*EXERCISE REQUIREMENTS*: Nothing but the lines from the start of the entries through the line containing "DASDs on a CCW" should appear in the answer, each given exactly.

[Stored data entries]
■ ■ ■

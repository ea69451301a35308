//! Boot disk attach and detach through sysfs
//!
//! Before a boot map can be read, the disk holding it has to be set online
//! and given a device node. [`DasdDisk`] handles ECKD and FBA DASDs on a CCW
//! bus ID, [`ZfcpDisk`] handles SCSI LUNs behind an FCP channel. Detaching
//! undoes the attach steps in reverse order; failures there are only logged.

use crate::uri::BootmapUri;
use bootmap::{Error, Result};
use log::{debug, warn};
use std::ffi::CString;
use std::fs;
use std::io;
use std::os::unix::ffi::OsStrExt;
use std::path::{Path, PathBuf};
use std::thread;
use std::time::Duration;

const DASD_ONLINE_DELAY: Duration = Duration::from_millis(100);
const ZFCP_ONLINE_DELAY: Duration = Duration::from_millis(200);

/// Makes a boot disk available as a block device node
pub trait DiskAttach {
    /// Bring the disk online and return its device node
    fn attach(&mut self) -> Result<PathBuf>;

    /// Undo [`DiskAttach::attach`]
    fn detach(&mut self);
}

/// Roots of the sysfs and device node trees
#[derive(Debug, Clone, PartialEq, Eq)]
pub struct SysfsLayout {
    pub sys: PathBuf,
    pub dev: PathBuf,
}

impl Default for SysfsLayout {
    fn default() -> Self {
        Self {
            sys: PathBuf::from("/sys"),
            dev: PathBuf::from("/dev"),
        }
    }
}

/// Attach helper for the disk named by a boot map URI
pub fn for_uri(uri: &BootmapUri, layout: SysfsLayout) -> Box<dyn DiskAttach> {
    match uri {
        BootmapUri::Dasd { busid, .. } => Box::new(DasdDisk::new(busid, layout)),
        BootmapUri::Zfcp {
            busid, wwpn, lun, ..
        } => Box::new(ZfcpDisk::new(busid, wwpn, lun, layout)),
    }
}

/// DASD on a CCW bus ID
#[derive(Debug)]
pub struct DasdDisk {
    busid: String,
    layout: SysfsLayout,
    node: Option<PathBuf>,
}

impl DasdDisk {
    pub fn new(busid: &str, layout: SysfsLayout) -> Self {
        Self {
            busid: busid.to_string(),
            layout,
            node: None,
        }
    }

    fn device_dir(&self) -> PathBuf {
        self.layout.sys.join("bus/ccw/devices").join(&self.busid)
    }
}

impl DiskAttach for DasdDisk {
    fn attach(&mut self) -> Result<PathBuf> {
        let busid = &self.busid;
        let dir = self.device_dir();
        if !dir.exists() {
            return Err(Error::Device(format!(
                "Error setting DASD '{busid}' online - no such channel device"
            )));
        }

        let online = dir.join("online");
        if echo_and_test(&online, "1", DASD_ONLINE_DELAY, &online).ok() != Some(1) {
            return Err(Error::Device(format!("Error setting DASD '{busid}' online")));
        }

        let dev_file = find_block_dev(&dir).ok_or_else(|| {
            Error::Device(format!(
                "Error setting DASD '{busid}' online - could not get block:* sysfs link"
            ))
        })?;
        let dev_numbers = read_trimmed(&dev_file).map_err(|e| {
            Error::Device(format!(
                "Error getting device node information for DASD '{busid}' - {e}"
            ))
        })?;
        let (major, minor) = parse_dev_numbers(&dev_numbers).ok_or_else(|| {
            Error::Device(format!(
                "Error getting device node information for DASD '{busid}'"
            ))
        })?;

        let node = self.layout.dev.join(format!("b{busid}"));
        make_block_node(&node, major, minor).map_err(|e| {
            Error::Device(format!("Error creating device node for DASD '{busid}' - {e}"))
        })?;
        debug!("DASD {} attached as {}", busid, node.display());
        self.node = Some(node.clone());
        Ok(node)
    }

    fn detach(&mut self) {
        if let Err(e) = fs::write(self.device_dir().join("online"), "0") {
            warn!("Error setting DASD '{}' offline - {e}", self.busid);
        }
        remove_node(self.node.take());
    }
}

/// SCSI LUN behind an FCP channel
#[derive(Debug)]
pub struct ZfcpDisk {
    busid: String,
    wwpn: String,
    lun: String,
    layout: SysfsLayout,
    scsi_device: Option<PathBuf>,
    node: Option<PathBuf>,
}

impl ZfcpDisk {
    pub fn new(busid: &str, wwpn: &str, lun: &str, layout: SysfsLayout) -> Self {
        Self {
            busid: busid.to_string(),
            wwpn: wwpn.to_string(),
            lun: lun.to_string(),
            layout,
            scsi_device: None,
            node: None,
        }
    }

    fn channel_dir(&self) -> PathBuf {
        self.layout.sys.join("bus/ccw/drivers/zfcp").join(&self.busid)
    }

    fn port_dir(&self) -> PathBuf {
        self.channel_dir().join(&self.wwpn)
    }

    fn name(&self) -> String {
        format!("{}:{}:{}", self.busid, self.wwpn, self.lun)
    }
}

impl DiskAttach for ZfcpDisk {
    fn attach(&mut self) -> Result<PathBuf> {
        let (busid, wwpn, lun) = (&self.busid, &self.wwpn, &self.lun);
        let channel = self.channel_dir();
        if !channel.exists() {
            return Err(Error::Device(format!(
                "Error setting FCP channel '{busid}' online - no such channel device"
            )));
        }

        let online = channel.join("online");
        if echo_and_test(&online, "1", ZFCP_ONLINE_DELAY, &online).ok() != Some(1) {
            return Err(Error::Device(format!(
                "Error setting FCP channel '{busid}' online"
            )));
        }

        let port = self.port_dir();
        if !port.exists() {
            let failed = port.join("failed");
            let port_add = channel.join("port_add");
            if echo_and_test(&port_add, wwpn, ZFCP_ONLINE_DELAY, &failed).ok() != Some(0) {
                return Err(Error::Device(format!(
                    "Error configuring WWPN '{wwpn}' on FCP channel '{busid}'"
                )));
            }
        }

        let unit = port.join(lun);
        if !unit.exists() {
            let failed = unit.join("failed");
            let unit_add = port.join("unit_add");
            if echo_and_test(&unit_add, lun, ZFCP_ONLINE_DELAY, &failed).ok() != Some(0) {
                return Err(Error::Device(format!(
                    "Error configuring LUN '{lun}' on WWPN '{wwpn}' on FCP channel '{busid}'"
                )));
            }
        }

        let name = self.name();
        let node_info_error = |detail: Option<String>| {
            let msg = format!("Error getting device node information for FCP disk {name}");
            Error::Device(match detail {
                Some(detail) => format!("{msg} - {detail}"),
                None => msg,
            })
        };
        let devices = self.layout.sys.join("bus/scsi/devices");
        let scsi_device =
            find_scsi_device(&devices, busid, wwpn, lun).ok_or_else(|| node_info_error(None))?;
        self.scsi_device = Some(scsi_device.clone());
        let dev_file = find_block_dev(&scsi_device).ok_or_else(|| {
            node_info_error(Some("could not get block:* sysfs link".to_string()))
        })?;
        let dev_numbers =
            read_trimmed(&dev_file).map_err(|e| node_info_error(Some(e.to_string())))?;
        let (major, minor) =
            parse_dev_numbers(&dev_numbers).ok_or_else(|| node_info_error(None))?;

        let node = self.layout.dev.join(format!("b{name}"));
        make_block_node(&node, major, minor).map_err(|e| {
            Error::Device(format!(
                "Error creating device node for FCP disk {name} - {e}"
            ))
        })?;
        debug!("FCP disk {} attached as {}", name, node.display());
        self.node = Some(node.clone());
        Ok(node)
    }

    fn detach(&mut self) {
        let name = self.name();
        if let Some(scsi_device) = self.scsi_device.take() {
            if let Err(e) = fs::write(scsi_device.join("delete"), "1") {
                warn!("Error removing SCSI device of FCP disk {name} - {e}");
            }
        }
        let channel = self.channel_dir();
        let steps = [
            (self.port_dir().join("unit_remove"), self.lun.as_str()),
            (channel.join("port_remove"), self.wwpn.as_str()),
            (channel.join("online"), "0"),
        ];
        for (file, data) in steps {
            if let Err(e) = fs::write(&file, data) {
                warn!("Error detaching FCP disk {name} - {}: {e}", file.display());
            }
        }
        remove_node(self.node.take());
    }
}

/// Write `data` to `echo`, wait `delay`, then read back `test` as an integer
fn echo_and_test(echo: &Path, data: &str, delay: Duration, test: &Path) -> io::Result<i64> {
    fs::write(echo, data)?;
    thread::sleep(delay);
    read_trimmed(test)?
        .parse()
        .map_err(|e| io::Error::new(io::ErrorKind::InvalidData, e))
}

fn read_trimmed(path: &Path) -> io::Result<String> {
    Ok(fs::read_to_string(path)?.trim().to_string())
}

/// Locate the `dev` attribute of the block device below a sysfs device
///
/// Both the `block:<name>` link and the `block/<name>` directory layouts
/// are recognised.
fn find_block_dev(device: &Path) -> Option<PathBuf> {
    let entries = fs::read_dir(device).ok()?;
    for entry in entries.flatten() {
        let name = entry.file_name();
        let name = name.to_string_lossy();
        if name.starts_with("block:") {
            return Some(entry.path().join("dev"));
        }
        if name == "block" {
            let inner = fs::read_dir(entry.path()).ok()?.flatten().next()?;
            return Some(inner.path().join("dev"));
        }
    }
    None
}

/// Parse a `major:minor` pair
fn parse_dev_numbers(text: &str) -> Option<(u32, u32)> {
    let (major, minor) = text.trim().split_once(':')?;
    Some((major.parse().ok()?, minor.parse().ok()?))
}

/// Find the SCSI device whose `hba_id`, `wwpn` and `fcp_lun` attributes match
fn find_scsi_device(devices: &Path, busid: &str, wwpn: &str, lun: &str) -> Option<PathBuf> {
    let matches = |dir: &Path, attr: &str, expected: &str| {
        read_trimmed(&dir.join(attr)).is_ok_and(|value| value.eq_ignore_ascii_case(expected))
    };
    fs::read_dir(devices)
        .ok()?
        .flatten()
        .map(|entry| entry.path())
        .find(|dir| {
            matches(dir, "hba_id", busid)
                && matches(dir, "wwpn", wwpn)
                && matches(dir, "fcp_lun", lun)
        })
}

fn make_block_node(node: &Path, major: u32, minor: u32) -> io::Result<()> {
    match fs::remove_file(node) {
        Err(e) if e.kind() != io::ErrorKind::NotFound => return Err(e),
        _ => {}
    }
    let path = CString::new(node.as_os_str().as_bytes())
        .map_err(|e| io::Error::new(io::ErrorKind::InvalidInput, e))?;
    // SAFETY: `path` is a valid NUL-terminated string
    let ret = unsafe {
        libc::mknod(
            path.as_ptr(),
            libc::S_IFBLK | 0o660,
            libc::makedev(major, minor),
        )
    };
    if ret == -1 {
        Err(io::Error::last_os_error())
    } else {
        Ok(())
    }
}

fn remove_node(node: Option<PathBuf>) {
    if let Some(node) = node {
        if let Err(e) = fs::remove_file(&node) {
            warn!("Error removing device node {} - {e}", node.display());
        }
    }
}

■ ■ ■

*EXERCISE ANSWER*:
repository ea69451301a35308
//! Boot disk attach and detach through sysfs
//!
//! Before a boot map can be read, the disk holding it has to be set online
//! and given a device node. [`DasdDisk`] handles ECKD and FBA DASDs on a CCW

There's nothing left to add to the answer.